§ **PROVIDED RECORDS**:
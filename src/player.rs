//! Player, HomeZone, and PlayerLifecycle (`spec.md` §4.7).
//!
//! Registration, color assignment, the standard-16 piece layout, rate-limit
//! clock, pause, and home-zone degradation. Grounded on
//! `lgn21st-tui-tetris/src/core/rng.rs` (kept for the tetromino bag and color
//! hue jitter) plus the teacher's general "plain struct, explicit mutation
//! methods" style.

use std::time::{Duration, Instant};

use serde::{Deserialize, Serialize};
use uuid::Uuid;

use crate::chess::PieceType;
use crate::config::GameSettings;
use crate::pieces::PieceKind;
use crate::spiral::HomeZoneRect;

pub type PlayerId = Uuid;

/// Golden-angle hue rotation so successive players get maximally distinct
/// vibrant colors without pulling in a color-theory crate.
const GOLDEN_ANGLE_DEG: f64 = 137.508;

#[derive(Debug, Clone, Copy, PartialEq, Serialize, Deserialize)]
pub struct Color {
    pub r: u8,
    pub g: u8,
    pub b: u8,
}

/// Deterministic, vibrant HSL-derived color for the `i`th joined player.
pub fn color_for_join_index(i: usize) -> Color {
    let hue = (i as f64 * GOLDEN_ANGLE_DEG) % 360.0;
    hsl_to_rgb(hue, 0.65, 0.55)
}

fn hsl_to_rgb(h: f64, s: f64, l: f64) -> Color {
    let c = (1.0 - (2.0 * l - 1.0).abs()) * s;
    let h_prime = h / 60.0;
    let x = c * (1.0 - (h_prime % 2.0 - 1.0).abs());
    let (r1, g1, b1) = match h_prime as u32 {
        0 => (c, x, 0.0),
        1 => (x, c, 0.0),
        2 => (0.0, c, x),
        3 => (0.0, x, c),
        4 => (x, 0.0, c),
        _ => (c, 0.0, x),
    };
    let m = l - c / 2.0;
    Color {
        r: (((r1 + m) * 255.0).round()) as u8,
        g: (((g1 + m) * 255.0).round()) as u8,
        b: (((b1 + m) * 255.0).round()) as u8,
    }
}

#[derive(Debug, Clone, Copy, PartialEq, Eq, Serialize, Deserialize)]
pub enum MoveType {
    Tetromino,
    Chess,
}

/// A player's home-zone region; may erode over time if left unoccupied.
#[derive(Debug, Clone, Serialize, Deserialize)]
pub struct HomeZone {
    pub player: PlayerId,
    pub x: i32,
    pub z: i32,
    pub width: i32,
    pub height: i32,
    /// Fixed at creation; the forward direction of every pawn born in this
    /// zone is derived from this value for the pawn's whole lifetime, even
    /// as the zone itself degrades (`spec.md` §9 Open Question).
    pub orientation: u8,
    pub last_occupied_check: Instant,
}

impl HomeZone {
    pub fn from_rect(player: PlayerId, rect: HomeZoneRect) -> Self {
        Self {
            player,
            x: rect.x,
            z: rect.z,
            width: rect.width,
            height: rect.height,
            orientation: rect.orientation,
            last_occupied_check: Instant::now(),
        }
    }

    pub fn min_x(&self) -> i32 {
        self.x - self.width / 2
    }
    pub fn max_x(&self) -> i32 {
        self.x + self.width / 2 - 1
    }
    pub fn min_z(&self) -> i32 {
        self.z - self.height / 2
    }
    pub fn max_z(&self) -> i32 {
        self.z + self.height / 2 - 1
    }

    pub fn contains(&self, x: i32, z: i32) -> bool {
        x >= self.min_x() && x <= self.max_x() && z >= self.min_z() && z <= self.max_z()
    }

    /// Long axis is width for a horizontal (8x2) zone, height for vertical (2x8).
    fn is_horizontal(&self) -> bool {
        self.width > self.height
    }

    /// Erode by one cell along the long axis. Returns `true` if the zone is
    /// now fully eroded (caller should delete it).
    pub fn degrade_one_cell(&mut self) -> bool {
        if self.is_horizontal() {
            self.width -= 1;
            self.width <= 0
        } else {
            self.height -= 1;
            self.height <= 0
        }
    }
}

#[derive(Debug, Clone, Copy, PartialEq, Eq)]
pub enum RegisterPieceSlot {
    BackRow(i32),
    PawnRow(i32),
}

/// Standard-16 layout: 8 pawns on the row adjacent to the zone's front edge,
/// 8 back-row pieces (rook, knight, bishop, queen, king, bishop, knight,
/// rook) on the row furthest from the front, laid out along the zone's long
/// axis (`spec.md` §4.7).
pub fn standard_sixteen_layout(zone: &HomeZone) -> Vec<(PieceType, i32, i32)> {
    const BACK_ORDER: [PieceType; 8] = [
        PieceType::Rook,
        PieceType::Knight,
        PieceType::Bishop,
        PieceType::Queen,
        PieceType::King,
        PieceType::Bishop,
        PieceType::Knight,
        PieceType::Rook,
    ];

    let mut out = Vec::with_capacity(16);
    if zone.is_horizontal() {
        let back_z = zone.min_z();
        let pawn_z = zone.max_z();
        for (i, kind) in BACK_ORDER.iter().enumerate() {
            out.push((*kind, zone.min_x() + i as i32, back_z));
        }
        for i in 0..zone.width {
            out.push((PieceType::Pawn, zone.min_x() + i, pawn_z));
        }
    } else {
        let back_x = zone.min_x();
        let pawn_x = zone.max_x();
        for (i, kind) in BACK_ORDER.iter().enumerate() {
            out.push((*kind, back_x, zone.min_z() + i as i32));
        }
        for i in 0..zone.height {
            out.push((PieceType::Pawn, pawn_x, zone.min_z() + i));
        }
    }
    out
}

#[derive(Debug, Clone, Serialize, Deserialize)]
pub struct Player {
    pub id: PlayerId,
    pub name: String,
    pub color: Color,
    pub balance: u32,
    pub available_tetrominos: Vec<(PieceKind, u8)>,
    #[serde(skip, default = "Instant::now")]
    pub last_move_timestamp: Instant,
    pub last_move_kind: Option<MoveType>,
    pub last_tetromino_anchor: Option<(i32, i32)>,
    pub current_move_type: MoveType,
    pub eliminated: bool,
    pub observer: bool,
    pub ready: bool,
    pub connected: bool,
    #[serde(skip)]
    pub pause_started_at: Option<Instant>,
}

impl Player {
    pub fn new(id: PlayerId, name: String, color: Color, tetrominos: Vec<(PieceKind, u8)>) -> Self {
        Self {
            id,
            name,
            color,
            balance: 0,
            available_tetrominos: tetrominos,
            last_move_timestamp: Instant::now(),
            last_move_kind: None,
            last_tetromino_anchor: None,
            current_move_type: MoveType::Tetromino,
            eliminated: false,
            observer: false,
            ready: false,
            connected: true,
            pause_started_at: None,
        }
    }

    pub fn is_paused(&self) -> bool {
        self.pause_started_at.is_some()
    }

    pub fn pause(&mut self) {
        self.pause_started_at = Some(Instant::now());
    }

    pub fn resume(&mut self) {
        self.pause_started_at = None;
    }

    /// `true` once a paused player has exceeded `PAUSE_MAX`.
    pub fn pause_expired(&self, pause_max: Duration) -> bool {
        self.pause_started_at
            .is_some_and(|t| t.elapsed() > pause_max)
    }

    /// Minimum wait remaining before the next action of `kind` is accepted;
    /// `None` if the player may act now.
    pub fn rate_limit_wait(&self, kind: MoveType, settings: &GameSettings) -> Option<Duration> {
        if self.is_paused() || self.last_move_kind.is_none() {
            return None;
        }
        let interval = match kind {
            MoveType::Tetromino => settings.min_move_interval_tetromino,
            MoveType::Chess => settings.min_move_interval_chess,
        };
        let elapsed = self.last_move_timestamp.elapsed();
        if elapsed >= interval {
            None
        } else {
            Some(interval - elapsed)
        }
    }

    pub fn record_move(&mut self, kind: MoveType) {
        self.last_move_timestamp = Instant::now();
        self.last_move_kind = Some(kind);
    }
}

§ **TASK**: Quote every line from the beginning of the entries up to and including the line that contains "use crate::spiral::HomeZoneRect;".

§ **ANSWER SPACE**:
filename src/player.rs
//! Player, HomeZone, and PlayerLifecycle (`spec.md` §4.7).
//!
//! Registration, color assignment, the standard-16 piece layout, rate-limit
//! clock, pause, and home-zone degradation. Grounded on
//! `lgn21st-tui-tetris/src/core/rng.rs` (kept for the tetromino bag and color
//! hue jitter) plus the teacher's general "plain struct, explicit mutation
//! methods" style.

use std::time::{Duration, Instant};

use serde::{Deserialize, Serialize};
use uuid::Uuid;

use crate::chess::PieceType;
use crate::config::GameSettings;
use crate::pieces::PieceKind;
use crate::spiral::HomeZoneRect;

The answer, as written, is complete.